Note that the voice output button 104 of the embodiment has two functions. One is a function to stop outputting voice when this button is pressed while the text currently output as voice is displayed. The other is a function, when the button is pressed while no voice is being output or when the button is pressed in the state in which another position that does not include the voice output position is displayed while voice is being output, to start outputting voice from the position that is displayed at a timing at which the button is pressed.

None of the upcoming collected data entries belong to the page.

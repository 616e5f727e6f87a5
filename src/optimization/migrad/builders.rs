//! migrad::builders — L-BFGS solver construction helpers.
//!
//! Purpose
//! -------
//! Build L-BFGS solvers for the Migrad driver with the crate's numeric
//! types, applying the memory size and tolerances from [`MigradOptions`].
//! The initial point and the iteration cap are runtime concerns and are
//! applied by the runner, so these builders stay side-effect free.
//!
//! Conventions
//! -----------
//! - `opts.lbfgs_mem` falls back to [`DEFAULT_LBFGS_MEM`].
//! - Argmin rejections of a tolerance surface as [`OptError`] through the
//!   crate's `From<Error>` conversion.
//!
//! [`OptError`]: crate::optimization::errors::OptError
use argmin::solver::quasinewton::LBFGS;

use crate::optimization::{
    errors::OptResult,
    migrad::{
        traits::MigradOptions,
        types::{
            Cost, DEFAULT_LBFGS_MEM, Grad, HagerZhangLS, LbfgsHagerZhang, LbfgsMoreThuente,
            MoreThuenteLS, Theta,
        },
    },
};

/// L-BFGS with Hager–Zhang line search, configured from `opts`.
///
/// # Errors
/// Returned when Argmin rejects one of the configured tolerances.
pub fn build_optimizer_hager_zhang(opts: &MigradOptions) -> OptResult<LbfgsHagerZhang> {
    let mem = opts.lbfgs_mem.unwrap_or(DEFAULT_LBFGS_MEM);
    configure_lbfgs(LbfgsHagerZhang::new(HagerZhangLS::new(), mem), opts)
}

/// L-BFGS with More–Thuente line search, configured from `opts`.
///
/// # Errors
/// Returned when Argmin rejects one of the configured tolerances.
pub fn build_optimizer_more_thuente(opts: &MigradOptions) -> OptResult<LbfgsMoreThuente> {
    let mem = opts.lbfgs_mem.unwrap_or(DEFAULT_LBFGS_MEM);
    configure_lbfgs(LbfgsMoreThuente::new(MoreThuenteLS::new(), mem), opts)
}

/// Apply the optional gradient and cost-change tolerances to any L-BFGS
/// solver regardless of its line search. `None` keeps Argmin's default.
pub fn configure_lbfgs<L>(
    mut solver: LBFGS<L, Theta, Grad, Cost>, opts: &MigradOptions,
) -> OptResult<LBFGS<L, Theta, Grad, Cost>> {
    if let Some(g) = opts.tols.tol_grad {
        solver = solver.with_tolerance_grad(g)?;
    }
    if let Some(c) = opts.tols.tol_cost {
        solver = solver.with_tolerance_cost(c)?;
    }
    Ok(solver)
}
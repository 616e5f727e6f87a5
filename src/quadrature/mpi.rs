//! MPI backend for the rank estimator (feature `mpi`).
//!
//! The world is whatever the launcher started (`mpiexec -n <procs>`), so
//! `PI_NUM_PROCS` plays no part here. MPI is initialized in
//! [`MpiWorld::init`] and finalized when the world is dropped.
use ferrompi::{Mpi, ReduceOp};

use crate::quadrature::{
    distributed::{Collective, ROOT},
    errors::QuadratureResult,
};

/// `MPI_COMM_WORLD` behind the [`Collective`] trait.
pub struct MpiWorld {
    // Declared before `_mpi` so the communicator is released before
    // finalization.
    world: ferrompi::Communicator,
    _mpi: Mpi,
}

impl MpiWorld {
    /// Initialize MPI and take the world communicator.
    ///
    /// # Errors
    /// `Mpi` when the runtime cannot be initialized.
    pub fn init() -> QuadratureResult<Self> {
        let mpi = Mpi::init()?;
        let world = mpi.world();
        Ok(Self { world, _mpi: mpi })
    }
}

impl Collective for MpiWorld {
    fn rank(&self) -> usize {
        self.world.rank() as usize
    }

    fn size(&self) -> usize {
        self.world.size() as usize
    }

    fn barrier(&self) -> QuadratureResult<()> {
        Ok(self.world.barrier()?)
    }

    /// `MPI_Reduce` with `MPI_SUM` onto [`ROOT`].
    fn reduce_sum(&self, value: f64) -> QuadratureResult<Option<f64>> {
        let total = self.world.reduce_scalar(value, ReduceOp::Sum, ROOT as i32)?;
        Ok(self.is_root().then_some(total))
    }
}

Meanwhile, in the present embodiment, it is assumed that data of an electronic book (an electronic book content or an electronic text content) and data in a voice waveform (voice waveform data) in which the electronic book is read aloud have been downloaded in advance into a memory provided in the information processing apparatus 101. However, the present embodiment is not limited to this, and the data may be stored in an external device and suitably downloaded as needed.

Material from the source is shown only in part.